Part of Chesterfield's plan is to move toward project-based learning in partnership with the Buck Institute for Education, using a blended learning model. "Edmodo gives those projects a place to live," he says. "And we are working on the mindset and structure for projects to span across classes and grade levels."

Social Media Security
For schools using platforms that are open to the public, protecting students is always a concern. Adam Seldow from Chesterfield County Public Schools (VA) says that the safety issue is a main barrier to using Facebook, where both good and ugly communication can happen--but there is no chance to fix a situation that may have gone wrong. Seldow's district uses Edmodo, which gives teachers the ability to moderate everything. "We actually have three levels of potential moderators: teachers, administrators, and IT folks," he says. "We have to do training with kids about appropriate use, starting with a student code of conduct. They can't send direct messages to each other. Everything they do is visible, so it is an immediate learning experience if they do act inappropriately."

Melissa Zier from St. Francis Episcopal Day School (TX) also has security concerns about the fact that her school's TodaysMeet forums are on a public website. For example, she says, someone outside the school could go on to TodaysMeet, search by topic, read comments, and add their own. To protect students' privacy, Zier has them only use first name and last initial on the site. But she also believes that it's worthwhile to get students thinking about what they make public online.

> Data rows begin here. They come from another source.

use clap::Parser;
use std::path::PathBuf;

#[derive(Parser, Debug, Clone)]
#[command(name = "textclf-server")]
#[command(author, version, about = "Text classification prediction server", long_about = None)]
pub struct Cli {
    /// Configuration file path
    #[arg(short, long, env = "TEXTCLF_CONFIG", default_value = "textclf.yaml")]
    pub config: PathBuf,

    /// Artifact directory with config.json, weights and tokenizer files
    #[arg(short, long, env = "TEXTCLF_MODEL_DIR")]
    pub model_dir: Option<PathBuf>,

    /// Inference device (cpu, cuda[:N], metal[:N])
    #[arg(short, long, env = "TEXTCLF_DEVICE")]
    pub device: Option<String>,

    /// Maximum tokens per input, special tokens included
    #[arg(long, env = "TEXTCLF_MAX_LENGTH")]
    pub max_length: Option<usize>,

    /// Listen address
    #[arg(short = 'l', long)]
    pub listen: Option<String>,

    /// Listen port
    #[arg(short = 'P', long)]
    pub port: Option<u16>,

    /// Enable verbose logging
    #[arg(short, long)]
    pub verbose: bool,
}
//! HTTP routes and handlers

use axum::{
    extract::{rejection::JsonRejection, DefaultBodyLimit, State},
    http::{HeaderValue, StatusCode},
    response::{IntoResponse, Response},
    routing::{get, post},
    Json, Router,
};
use serde_json::json;
use textclf_core::{ErrorResponse, PredictRequest, PredictResponse};
use tower_http::cors::{AllowOrigin, Any, CorsLayer};
use tower_http::trace::TraceLayer;
use tracing::{debug, warn};

use crate::config::CorsConfig;
use crate::state::AppState;

pub fn create_router(state: AppState) -> Router {
    let cors = cors_layer(&state.config.cors);
    let body_limit = state.config.body_limit_bytes;

    Router::new()
        .route("/predict", post(predict))
        .route("/health", get(health_check))
        .route("/metrics", get(metrics))
        .fallback(fallback)
        .layer(DefaultBodyLimit::max(body_limit))
        .layer(TraceLayer::new_for_http())
        .layer(cors)
        .with_state(state)
}

fn cors_layer(config: &CorsConfig) -> CorsLayer {
    let layer = CorsLayer::new().allow_methods(Any).allow_headers(Any);

    if config.allowed_origins.is_empty() {
        return layer.allow_origin(Any);
    }

    let origins: Vec<HeaderValue> = config
        .allowed_origins
        .iter()
        .filter_map(|origin| match HeaderValue::from_str(origin) {
            Ok(value) => Some(value),
            Err(_) => {
                warn!("Ignoring invalid CORS origin '{}'", origin);
                None
            }
        })
        .collect();

    layer.allow_origin(AllowOrigin::list(origins))
}

async fn health_check(State(state): State<AppState>) -> impl IntoResponse {
    Json(json!({
        "status": "ok",
        "model": state.classifier.name(),
        "family": state.classifier.family(),
    }))
}

async fn metrics(State(state): State<AppState>) -> String {
    state
        .metrics_handle
        .as_ref()
        .map(|handle| handle.render())
        .unwrap_or_default()
}

/// Classify one text and return the winning class index
async fn predict(
    State(state): State<AppState>,
    payload: Result<Json<PredictRequest>, JsonRejection>,
) -> Result<Json<PredictResponse>, AppError> {
    metrics::counter!("textclf_requests_total").increment(1);

    let Json(req) = payload?;
    debug!("Received prediction request ({} bytes of text)", req.text.len());

    let prediction = state.classifier.predict(&req.text).await?;
    metrics::histogram!("textclf_inference_latency_us").record(prediction.latency_us as f64);

    debug!(
        "Predicted class {} ({}) in {}us",
        prediction.class_index, prediction.label, prediction.latency_us
    );

    Ok(Json(PredictResponse {
        prediction: prediction.class_index,
    }))
}

async fn fallback() -> impl IntoResponse {
    (StatusCode::NOT_FOUND, Json(ErrorResponse::new("not found")))
}

/// Request failure; every kind renders as `400 {"error": ...}`
#[derive(Debug, thiserror::Error)]
pub enum AppError {
    #[error("{0}")]
    InvalidRequest(String),

    #[error(transparent)]
    Prediction(#[from] textclf_core::Error),
}

impl AppError {
    fn kind(&self) -> &'static str {
        match self {
            AppError::InvalidRequest(_) => "invalid_request",
            AppError::Prediction(textclf_core::Error::Tokenizer(_)) => "tokenizer",
            AppError::Prediction(_) => "inference",
        }
    }
}

impl From<JsonRejection> for AppError {
    fn from(rejection: JsonRejection) -> Self {
        AppError::InvalidRequest(rejection.body_text())
    }
}

impl IntoResponse for AppError {
    fn into_response(self) -> Response {
        warn!("Prediction request failed: {}", self);
        metrics::counter!("textclf_errors_total", "kind" => self.kind()).increment(1);

        (StatusCode::BAD_REQUEST, Json(ErrorResponse::new(self.to_string()))).into_response()
    }
}
//! textclf Server
//!
//! Loads the configured BERT or DistilBERT classifier once and serves
//! predictions over HTTP until SIGINT/SIGTERM.

use anyhow::Result;
use clap::Parser;
use metrics_exporter_prometheus::PrometheusHandle;
use tokio::signal;
use tracing::{info, warn};

use textclf_server::cli::Cli;
use textclf_server::{create_router, AppState, ServerConfig};

#[tokio::main]
async fn main() -> Result<()> {
    let cli = Cli::parse();

    // Initialize tracing
    init_tracing(cli.verbose);

    info!("Starting textclf server");

    // Load configuration
    let config = ServerConfig::load(&cli.config, &cli)?;
    info!("Configuration loaded successfully");
    info!("Model directory: {}", config.model.model_dir.display());
    info!("Device: {}", config.model.inference.device);
    info!("Max length: {}", config.model.inference.max_length);

    let addr = config.socket_addr()?;

    // Initialize metrics
    let metrics_handle = init_metrics()?;

    // Model loading maps weights and may download a tokenizer
    let state = tokio::task::spawn_blocking(move || AppState::load(config)).await??;
    let state = state.with_metrics(metrics_handle);

    let app = create_router(state);

    let listener = tokio::net::TcpListener::bind(addr).await?;
    info!("Listening on http://{}", addr);

    axum::serve(listener, app)
        .with_graceful_shutdown(async {
            shutdown_signal().await;
            warn!("Shutdown signal received, stopping server...");
        })
        .await?;

    info!("Server shutdown complete");
    Ok(())
}

/// Listen for shutdown signals (SIGTERM, SIGINT)
async fn shutdown_signal() {
    let ctrl_c = async {
        signal::ctrl_c()
            .await
            .expect("Failed to install Ctrl+C handler");
    };

    #[cfg(unix)]
    let terminate = async {
        signal::unix::signal(signal::unix::SignalKind::terminate())
            .expect("Failed to install SIGTERM handler")
            .recv()
            .await;
    };

    #[cfg(not(unix))]
    let terminate = std::future::pending::<()>();

    tokio::select! {
        _ = ctrl_c => {},
        _ = terminate => {},
    }
}

/// Initialize tracing/logging
fn init_tracing(verbose: bool) {
    use tracing_subscriber::{layer::SubscriberExt, util::SubscriberInitExt, EnvFilter};

    let filter = if verbose {
        EnvFilter::new("textclf_server=debug,textclf_classifiers=debug,tower_http=debug")
    } else {
        EnvFilter::try_from_default_env().unwrap_or_else(|_| {
            EnvFilter::new("textclf_server=info,textclf_classifiers=info,tower_http=warn")
        })
    };

    tracing_subscriber::registry()
        .with(filter)
        .with(tracing_subscriber::fmt::layer())
        .init();
}

/// Initialize metrics exporter and return handle for rendering
fn init_metrics() -> Result<PrometheusHandle> {
    use metrics_exporter_prometheus::PrometheusBuilder;

    let handle = PrometheusBuilder::new()
        .install_recorder()
        .map_err(|e| anyhow::anyhow!("Failed to install metrics: {}", e))?;

    metrics::describe_counter!(
        "textclf_requests_total",
        "Total number of prediction requests"
    );
    metrics::describe_counter!(
        "textclf_errors_total",
        "Total number of failed prediction requests by kind"
    );
    metrics::describe_histogram!(
        "textclf_inference_latency_us",
        metrics::Unit::Microseconds,
        "Tokenization plus forward pass latency in microseconds"
    );

    info!("Metrics exporter initialized");
    Ok(handle)
}
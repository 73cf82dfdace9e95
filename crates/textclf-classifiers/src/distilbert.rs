//! DistilBERT sequence classifier
//!
//! Mirrors `DistilBertForSequenceClassification`: encoder, `pre_classifier`
//! (dense + ReLU over the `[CLS]` state) and a linear classification head.

use crate::bert::clamp_max_length;
use crate::classifier::{Classifier, Prediction};
use crate::family::{ArtifactConfig, ModelFamily};
use crate::loader::{load_classification_head, optional_linear, parse_json_config};
use crate::ops::{batch_of_one, build_prediction, cls_state, logits_to_vec};
use crate::tokenizer::{encode, load_tokenizer};
use async_trait::async_trait;
use candle_core::Device;
use candle_nn::{Linear, Module, VarBuilder};
use candle_transformers::models::distilbert::{Config as DistilBertConfig, DistilBertModel};
use serde::Deserialize;
use std::path::Path;
use std::time::Instant;
use textclf_core::{Error, Result};
use tokenizers::Tokenizer;

/// Dimensions read straight from `config.json`
#[derive(Debug, Deserialize)]
struct DistilBertDims {
    #[serde(default, alias = "hidden_size")]
    dim: Option<usize>,
    #[serde(default)]
    max_position_embeddings: Option<usize>,
}

pub struct DistilBertSequenceClassifier {
    name: String,
    tokenizer: Tokenizer,
    model: DistilBertModel,
    pre_classifier: Option<Linear>,
    classifier: Linear,
    device: Device,
    labels: Vec<String>,
}

impl DistilBertSequenceClassifier {
    pub(crate) fn load(
        name: String,
        model_dir: &Path,
        artifact: &ArtifactConfig,
        vb: VarBuilder<'static>,
        max_length: usize,
    ) -> Result<Self> {
        let config: DistilBertConfig = parse_json_config(&artifact.path)?;
        let dims: DistilBertDims = parse_json_config(&artifact.path)?;
        let hidden_size = dims.dim.unwrap_or(768);
        let max_length = clamp_max_length(max_length, dims.max_position_embeddings.unwrap_or(512));

        let tokenizer = load_tokenizer(model_dir, ModelFamily::DistilBert, max_length)?;

        let model = DistilBertModel::load(vb.pp("distilbert"), &config)
            .map_err(|e| Error::classifier(format!("Failed to load DistilBERT model: {}", e)))?;

        let pre_classifier =
            optional_linear(hidden_size, hidden_size, vb.pp("pre_classifier"), "pre_classifier")?;
        if pre_classifier.is_some() {
            tracing::info!("Loaded pre_classifier layer (hidden_size={})", hidden_size);
        }

        let classifier = load_classification_head(&vb, hidden_size, artifact.num_labels())?;

        tracing::info!(
            "Loaded DistilBERT classifier with {} labels: {:?}",
            artifact.num_labels(),
            artifact.labels()
        );

        Ok(Self {
            name,
            tokenizer,
            model,
            pre_classifier,
            classifier,
            device: vb.device().clone(),
            labels: artifact.labels().to_vec(),
        })
    }

    fn logits(&self, text: &str) -> Result<Vec<f32>> {
        let encoding = encode(&self.tokenizer, text)?;
        tracing::debug!("Encoded {} tokens", encoding.len());

        let input_ids_i64: Vec<i64> = encoding.get_ids().iter().map(|&x| x as i64).collect();
        let input_ids = batch_of_one(&input_ids_i64, &self.device, "input ids")?;

        // DistilBERT masks positions where the mask is 1, the inverse of the
        // tokenizer's attention mask.
        let mask_inverted: Vec<u8> = encoding
            .get_attention_mask()
            .iter()
            .map(|&x| u8::from(x == 0))
            .collect();
        let attention_mask = batch_of_one(&mask_inverted, &self.device, "attention mask")?;

        let hidden_states = self
            .model
            .forward(&input_ids, &attention_mask)
            .map_err(|e| Error::classifier(format!("Model forward pass failed: {}", e)))?;

        let cls = cls_state(&hidden_states)?;
        let pooled = match &self.pre_classifier {
            Some(pre_classifier) => pre_classifier
                .forward(&cls)
                .and_then(|t| t.relu())
                .map_err(|e| Error::classifier(format!("Pre-classifier failed: {}", e)))?,
            None => cls,
        };

        let logits = self
            .classifier
            .forward(&pooled)
            .map_err(|e| Error::classifier(format!("Classification head failed: {}", e)))?;

        logits_to_vec(&logits)
    }
}

#[async_trait]
impl Classifier for DistilBertSequenceClassifier {
    async fn predict(&self, text: &str) -> Result<Prediction> {
        let start = Instant::now();
        let logits = self.logits(text)?;
        build_prediction(logits, &self.labels, start)
    }

    fn name(&self) -> &str {
        &self.name
    }

    fn family(&self) -> ModelFamily {
        ModelFamily::DistilBert
    }
}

At New Milford High School (NJ), Eric Sheninger makes sure that students and parents understand and sign a media waiver. Parents must grant permission for New Milford to publish educational content created by their child, which includes blog posts, pictures, and videos. The waiver states: "It is understood that New Milford High School is not responsible for inappropriate content posted by my child or another person on any social media site that may be used in school (i.e. Flickr, YouTube, blogs, etc.)."